DATA FOR THE TASK below:

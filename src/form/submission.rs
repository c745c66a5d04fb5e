//! Submission state machine and the transport it hands messages to.
//!
//! ```text
//! Idle -> Validating -> Invalid -> Idle
//!                    -> Submitting -> Sent -> Idle
//! ```
//!
//! The flow owns no timers. `begin` returns how long the transmission takes
//! and the caller schedules `complete` and later `restore`.

use super::validation::{validate, ValidationReport};
use crate::dom::{ContactForm, SubmitButton};
use crate::draft::DraftRecord;
use crate::{Error, FormLabels, Result};
use std::sync::{Arc, Mutex, PoisonError};
use std::time::Duration;

#[derive(Debug, Clone, Copy, PartialEq, Eq, Default)]
pub enum SubmissionPhase {
    #[default]
    Idle,
    Validating,
    Invalid,
    Submitting,
    Sent,
}

/// External collaborator that delivers a contact message.
pub trait SubmissionTransport: Send {
    /// Time the delivery takes.
    fn latency(&self) -> Duration;

    /// Deliver `message`; called once `latency` has elapsed.
    fn transmit(&mut self, message: &DraftRecord) -> Result<()>;
}

/// Local stand-in for a backend: records messages instead of sending them.
#[derive(Debug, Clone)]
pub struct SimulatedTransport {
    latency: Duration,
    outbox: Arc<Mutex<Vec<DraftRecord>>>,
    failure: Option<String>,
}

impl SimulatedTransport {
    pub fn new(latency: Duration) -> Self {
        Self { latency, outbox: Arc::new(Mutex::new(Vec::new())), failure: None }
    }

    /// A transport whose every delivery fails with `reason`.
    pub fn failing(latency: Duration, reason: &str) -> Self {
        Self { failure: Some(reason.to_string()), ..Self::new(latency) }
    }

    /// Messages delivered so far. Clones share the same outbox.
    pub fn sent(&self) -> Vec<DraftRecord> {
        self.outbox.lock().unwrap_or_else(PoisonError::into_inner).clone()
    }
}

impl SubmissionTransport for SimulatedTransport {
    fn latency(&self) -> Duration {
        self.latency
    }

    fn transmit(&mut self, message: &DraftRecord) -> Result<()> {
        if let Some(reason) = &self.failure {
            return Err(Error::SubmissionError(reason.clone()));
        }
        self.outbox.lock().unwrap_or_else(PoisonError::into_inner).push(message.clone());
        Ok(())
    }
}

#[derive(Debug, Clone, PartialEq, Eq)]
pub enum SubmitOutcome {
    /// A submission is already in flight or being held as sent.
    Ignored,
    /// Validation failed; nothing was transmitted.
    Rejected(ValidationReport),
    /// Transmission started and completes after `latency`.
    Accepted { latency: Duration },
}

pub struct SubmissionFlow {
    phase: SubmissionPhase,
    transport: Box<dyn SubmissionTransport>,
    labels: FormLabels,
    original_button: Option<SubmitButton>,
    in_flight: Option<DraftRecord>,
    history: Vec<SubmissionPhase>,
}

impl SubmissionFlow {
    pub fn new(transport: Box<dyn SubmissionTransport>, labels: FormLabels) -> Self {
        Self {
            phase: SubmissionPhase::Idle,
            transport,
            labels,
            original_button: None,
            in_flight: None,
            history: Vec::new(),
        }
    }

    pub fn phase(&self) -> SubmissionPhase {
        self.phase
    }

    /// Every phase entered since construction, in order.
    pub fn history(&self) -> &[SubmissionPhase] {
        &self.history
    }

    fn enter(&mut self, phase: SubmissionPhase) {
        log::debug!("submission {:?} -> {:?}", self.phase, phase);
        self.phase = phase;
        self.history.push(phase);
    }

    /// Validate the form and, when every field passes, start transmitting.
    pub fn begin(&mut self, form: &mut dyn ContactForm) -> SubmitOutcome {
        if matches!(self.phase, SubmissionPhase::Submitting | SubmissionPhase::Sent) {
            log::info!("submit ignored while {:?}", self.phase);
            return SubmitOutcome::Ignored;
        }

        self.enter(SubmissionPhase::Validating);
        let report = validate(form);
        report.apply(form);
        if !report.is_valid() {
            log::info!("submission rejected, invalid fields: {:?}", report.invalid_fields());
            self.enter(SubmissionPhase::Invalid);
            self.enter(SubmissionPhase::Idle);
            return SubmitOutcome::Rejected(report);
        }

        self.in_flight = Some(DraftRecord::capture(form));
        self.original_button = form.submit_button();
        if let Some(button) = &self.original_button {
            form.set_submit_button(SubmitButton { label: self.labels.in_flight.clone(), disabled: true });
            log::debug!("submit button `{}` disabled", button.label);
        }
        self.enter(SubmissionPhase::Submitting);
        SubmitOutcome::Accepted { latency: self.transport.latency() }
    }

    /// Hand the message to the transport. On success the flow is `Sent` and
    /// the caller clears the form and draft; on failure the button is
    /// restored and the flow returns to `Idle`.
    pub fn complete(&mut self, form: &mut dyn ContactForm) -> Result<()> {
        if self.phase != SubmissionPhase::Submitting {
            return Ok(());
        }
        let message = self.in_flight.take().unwrap_or_default();
        match self.transport.transmit(&message) {
            Ok(()) => {
                if self.original_button.is_some() {
                    form.set_submit_button(SubmitButton { label: self.labels.sent.clone(), disabled: true });
                }
                self.enter(SubmissionPhase::Sent);
                Ok(())
            }
            Err(e) => {
                self.restore(form);
                Err(e)
            }
        }
    }

    /// Put the submit button back the way it was and return to `Idle`.
    pub fn restore(&mut self, form: &mut dyn ContactForm) {
        if let Some(button) = self.original_button.take() {
            form.set_submit_button(button);
        }
        if self.phase != SubmissionPhase::Idle {
            self.enter(SubmissionPhase::Idle);
        }
    }
}

#[cfg(test)]
mod tests {
    use super::*;
    use crate::dom::{MemoryPage, PageLayout};
    use SubmissionPhase::*;

    fn filled_page() -> MemoryPage {
        let page = MemoryPage::new(PageLayout::contact());
        page.type_into("name", "Ada");
        page.type_into("email", "a@b.com");
        page.type_into("message", "Hi");
        page
    }

    #[test]
    fn invalid_form_never_submits() {
        let page = MemoryPage::new(PageLayout::contact());
        page.type_into("email", "not-an-email");
        let mut caps = page.capabilities();
        let form = caps.form.as_deref_mut().unwrap();
        let mut flow = SubmissionFlow::new(Box::new(SimulatedTransport::new(Duration::ZERO)), FormLabels::default());
        let outcome = flow.begin(form);
        assert!(matches!(outcome, SubmitOutcome::Rejected(ref r) if r.invalid_fields().len() == 3));
        assert_eq!(flow.history(), &[Validating, Invalid, Idle]);
        assert!(!flow.history().contains(&Submitting));
        assert!(!page.snapshot().submit_button.unwrap().disabled);
    }

    #[test]
    fn accepted_then_sent_then_restored() {
        let page = filled_page();
        let transport = SimulatedTransport::new(Duration::from_millis(1500));
        let mut caps = page.capabilities();
        let mut flow = SubmissionFlow::new(Box::new(transport.clone()), FormLabels::default());

        let outcome = flow.begin(caps.form.as_deref_mut().unwrap());
        assert_eq!(outcome, SubmitOutcome::Accepted { latency: Duration::from_millis(1500) });
        let button = page.snapshot().submit_button.unwrap();
        assert_eq!(button.label, "TRANSMITTING...");
        assert!(button.disabled);

        assert_eq!(flow.begin(caps.form.as_deref_mut().unwrap()), SubmitOutcome::Ignored);

        flow.complete(caps.form.as_deref_mut().unwrap()).unwrap();
        assert_eq!(flow.phase(), Sent);
        assert_eq!(page.snapshot().submit_button.unwrap().label, "SENT");
        assert_eq!(transport.sent().len(), 1);
        assert_eq!(transport.sent()[0].email, "a@b.com");

        flow.restore(caps.form.as_deref_mut().unwrap());
        assert_eq!(flow.history(), &[Validating, Submitting, Sent, Idle]);
        let button = page.snapshot().submit_button.unwrap();
        assert_eq!(button.label, "SEND");
        assert!(!button.disabled);
    }

    #[test]
    fn transport_failure_restores_button() {
        let page = filled_page();
        let mut caps = page.capabilities();
        let mut flow = SubmissionFlow::new(
            Box::new(SimulatedTransport::failing(Duration::ZERO, "offline")),
            FormLabels::default(),
        );
        flow.begin(caps.form.as_deref_mut().unwrap());
        let err = flow.complete(caps.form.as_deref_mut().unwrap()).unwrap_err();
        assert!(matches!(err, Error::SubmissionError(_)));
        assert_eq!(flow.phase(), Idle);
        assert!(!page.snapshot().submit_button.unwrap().disabled);
    }
}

End of DATA FOR THE TASK.

* WORK INSTRUCTIONS *
Within the entries, determine the count of lines containing the string "derive" and output it alone.

* ANSWER TO THE PROBLEM *
3